--- Extracted material ---

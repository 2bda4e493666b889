//! Response DTOs.

use serde::{Deserialize, Serialize};

use clientdesk_entity::client::ClientWithRelations;
use clientdesk_entity::employee::{Employee, EmployeeWithUser};
use clientdesk_entity::user::{User, UserRole};
use clientdesk_service::AuditView;

/// Body carrying only a message.
#[derive(Debug, Clone, Serialize, Deserialize)]
pub struct MessageResponse {
    /// Human-readable message.
    pub message: String,
}

impl MessageResponse {
    /// Creates a message response.
    pub fn new(message: impl Into<String>) -> Self {
        Self {
            message: message.into(),
        }
    }
}

/// Login response.
#[derive(Debug, Clone, Serialize, Deserialize)]
pub struct LoginResponse {
    /// The authenticated user.
    pub user: User,
    /// The user's role.
    pub role: UserRole,
    /// Bearer token.
    pub token: String,
}

/// `GET /client`.
#[derive(Debug, Clone, Serialize, Deserialize)]
pub struct ClientListResponse {
    /// Every client with nested rows.
    pub clients: Vec<ClientWithRelations>,
}

/// `GET /client/{id}`.
#[derive(Debug, Clone, Serialize, Deserialize)]
pub struct ClientResponse {
    /// The client with nested rows.
    pub client: ClientWithRelations,
}

/// Create and update results.
#[derive(Debug, Clone, Serialize, Deserialize)]
pub struct ClientMessageResponse {
    /// Human-readable message.
    pub message: String,
    /// The client after the change.
    pub client: ClientWithRelations,
}

/// `GET /client/{id}/logs`.
#[derive(Debug, Clone, Serialize, Deserialize)]
pub struct ClientLogsResponse {
    /// The audited client.
    pub client_id: i64,
    /// Entries, oldest first.
    pub logs: Vec<AuditView>,
}

/// `GET /employee`.
#[derive(Debug, Clone, Serialize, Deserialize)]
pub struct EmployeeListResponse {
    /// Every employee with its user.
    pub employees: Vec<EmployeeWithUser>,
}

/// `GET /employee/{id}`.
#[derive(Debug, Clone, Serialize, Deserialize)]
pub struct EmployeeResponse {
    /// The employee with its user.
    pub employee: EmployeeWithUser,
}

/// `POST /employee`.
#[derive(Debug, Clone, Serialize, Deserialize)]
pub struct EmployeeCreatedResponse {
    /// Human-readable message.
    pub message: String,
    /// The employee row.
    pub employee: Employee,
    /// The linked user.
    pub user: User,
    /// Bearer token for the new user.
    pub token: String,
}

/// `PUT /employee/{id}`.
#[derive(Debug, Clone, Serialize, Deserialize)]
pub struct EmployeeMessageResponse {
    /// Human-readable message.
    pub message: String,
    /// The employee after the change.
    pub employee: EmployeeWithUser,
}

/// Health check response.
#[derive(Debug, Clone, Serialize, Deserialize)]
pub struct HealthResponse {
    /// `ok` or `degraded`.
    pub status: String,
    /// Crate version.
    pub version: String,
    /// Store backend name.
    pub backend: String,
    /// `connected` or `unavailable`.
    pub database: String,
}
//! Client entity model.

use chrono::{DateTime, Utc};
use serde::{Deserialize, Serialize};
use serde_json::{Map, Value};
use sqlx::FromRow;

use super::address::Address;
use super::document::Document;

/// A client record.
///
/// Field names on the wire follow the public API (`lastName`), and audit
/// change maps use the same keys.
#[derive(Debug, Clone, PartialEq, Serialize, Deserialize, FromRow)]
pub struct Client {
    /// Unique client identifier.
    pub id: i64,
    /// Given name.
    pub name: String,
    /// Family name.
    #[serde(rename = "lastName")]
    pub last_name: String,
    /// Contact email.
    pub email: String,
    /// Contact phone.
    pub phone: String,
    /// `false` once the client has been deactivated.
    pub is_active: bool,
    /// When the client was created.
    pub created_at: DateTime<Utc>,
    /// When the client was last updated.
    pub updated_at: DateTime<Utc>,
}

impl Client {
    /// Flat map of every persisted scalar field, keyed by wire name.
    pub fn snapshot(&self) -> Map<String, Value> {
        match serde_json::to_value(self) {
            Ok(Value::Object(map)) => map,
            _ => Map::new(),
        }
    }

    /// Apply a field patch in place. Absent fields are left untouched.
    pub fn apply(&mut self, changes: &ClientChanges) {
        if let Some(name) = &changes.name {
            self.name.clone_from(name);
        }
        if let Some(last_name) = &changes.last_name {
            self.last_name.clone_from(last_name);
        }
        if let Some(email) = &changes.email {
            self.email.clone_from(email);
        }
        if let Some(phone) = &changes.phone {
            self.phone.clone_from(phone);
        }
    }
}

/// A client together with its addresses and documents.
#[derive(Debug, Clone, PartialEq, Serialize, Deserialize)]
pub struct ClientWithRelations {
    /// The client row.
    #[serde(flatten)]
    pub client: Client,
    /// Attached addresses, in insertion order.
    pub addresses: Vec<Address>,
    /// Attached documents, in insertion order.
    pub documents: Vec<Document>,
}

/// Data required to create a new client.
#[derive(Debug, Clone, Serialize, Deserialize)]
pub struct NewClient {
    /// Given name.
    pub name: String,
    /// Family name.
    #[serde(rename = "lastName")]
    pub last_name: String,
    /// Contact email.
    pub email: String,
    /// Contact phone.
    pub phone: String,
}

/// A partial update to a client's scalar fields.
#[derive(Debug, Clone, Default, Serialize, Deserialize)]
pub struct ClientChanges {
    /// New given name.
    #[serde(skip_serializing_if = "Option::is_none")]
    pub name: Option<String>,
    /// New family name.
    #[serde(rename = "lastName", skip_serializing_if = "Option::is_none")]
    pub last_name: Option<String>,
    /// New email.
    #[serde(skip_serializing_if = "Option::is_none")]
    pub email: Option<String>,
    /// New phone.
    #[serde(skip_serializing_if = "Option::is_none")]
    pub phone: Option<String>,
}

impl ClientChanges {
    /// The submitted fields as a flat map. Only present fields appear.
    pub fn to_map(&self) -> Map<String, Value> {
        match serde_json::to_value(self) {
            Ok(Value::Object(map)) => map,
            _ => Map::new(),
        }
    }
}

#[cfg(test)]
mod tests {
    use super::*;

    fn client() -> Client {
        let now = Utc::now();
        Client {
            id: 7,
            name: "Ana".into(),
            last_name: "Lopez".into(),
            email: "ana@x.com".into(),
            phone: "71234567".into(),
            is_active: true,
            created_at: now,
            updated_at: now,
        }
    }

    #[test]
    fn test_snapshot_uses_wire_names() {
        let snapshot = client().snapshot();
        assert_eq!(snapshot.get("lastName"), Some(&Value::from("Lopez")));
        assert_eq!(snapshot.get("is_active"), Some(&Value::Bool(true)));
        assert!(!snapshot.contains_key("last_name"));
    }

    #[test]
    fn test_changes_map_only_lists_present_fields() {
        let changes = ClientChanges {
            name: Some("Anna".into()),
            ..Default::default()
        };
        let map = changes.to_map();
        assert_eq!(map.len(), 1);
        assert_eq!(map.get("name"), Some(&Value::from("Anna")));
    }

    #[test]
    fn test_apply_leaves_absent_fields() {
        let mut c = client();
        c.apply(&ClientChanges {
            phone: Some("70000000".into()),
            ..Default::default()
        });
        assert_eq!(c.phone, "70000000");
        assert_eq!(c.name, "Ana");
    }
}
//! Field-level diff between a stored client and an incoming patch.

use serde_json::{Map, Value};

use clientdesk_entity::audit::{ChangeSet, FieldChange};

/// Compare `incoming` against `current` and report every differing field.
///
/// Only keys present in both maps are compared, so a field left out of the
/// patch is never reported. Values are compared as JSON without coercion:
/// `"8"` and `8` differ. Arrays and objects are skipped on either side.
/// An empty result means nothing changed and no audit entry is due.
pub fn diff_fields(current: &Map<String, Value>, incoming: &Map<String, Value>) -> ChangeSet {
    incoming
        .iter()
        .filter(|(_, new)| is_scalar(new))
        .filter_map(|(field, new)| {
            let old = current.get(field)?;
            if !is_scalar(old) || old == new {
                return None;
            }
            Some((
                field.clone(),
                FieldChange::new(Some(old.clone()), Some(new.clone())),
            ))
        })
        .collect()
}

fn is_scalar(value: &Value) -> bool {
    !matches!(value, Value::Array(_) | Value::Object(_))
}
//! Response compression layer.

use tower_http::compression::CompressionLayer;

/// Gzip compression for JSON bodies such as large client lists and reports.
pub fn build_compression_layer() -> CompressionLayer {
    CompressionLayer::new()
}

---

Problem description: With the line containing "pub struct ClientMessageResponse" as the last one, please set down exactly the lines of the records above from their very first line, and nothing more.

Solved exercise:
repository 2bda4e493666b889
//! Response DTOs.

use serde::{Deserialize, Serialize};

use clientdesk_entity::client::ClientWithRelations;
use clientdesk_entity::employee::{Employee, EmployeeWithUser};
use clientdesk_entity::user::{User, UserRole};
use clientdesk_service::AuditView;

/// Body carrying only a message.
#[derive(Debug, Clone, Serialize, Deserialize)]
pub struct MessageResponse {
    /// Human-readable message.
    pub message: String,
}

impl MessageResponse {
    /// Creates a message response.
    pub fn new(message: impl Into<String>) -> Self {
        Self {
            message: message.into(),
        }
    }
}

/// Login response.
#[derive(Debug, Clone, Serialize, Deserialize)]
pub struct LoginResponse {
    /// The authenticated user.
    pub user: User,
    /// The user's role.
    pub role: UserRole,
    /// Bearer token.
    pub token: String,
}

/// `GET /client`.
#[derive(Debug, Clone, Serialize, Deserialize)]
pub struct ClientListResponse {
    /// Every client with nested rows.
    pub clients: Vec<ClientWithRelations>,
}

/// `GET /client/{id}`.
#[derive(Debug, Clone, Serialize, Deserialize)]
pub struct ClientResponse {
    /// The client with nested rows.
    pub client: ClientWithRelations,
}

/// Create and update results.
#[derive(Debug, Clone, Serialize, Deserialize)]
pub struct ClientMessageResponse {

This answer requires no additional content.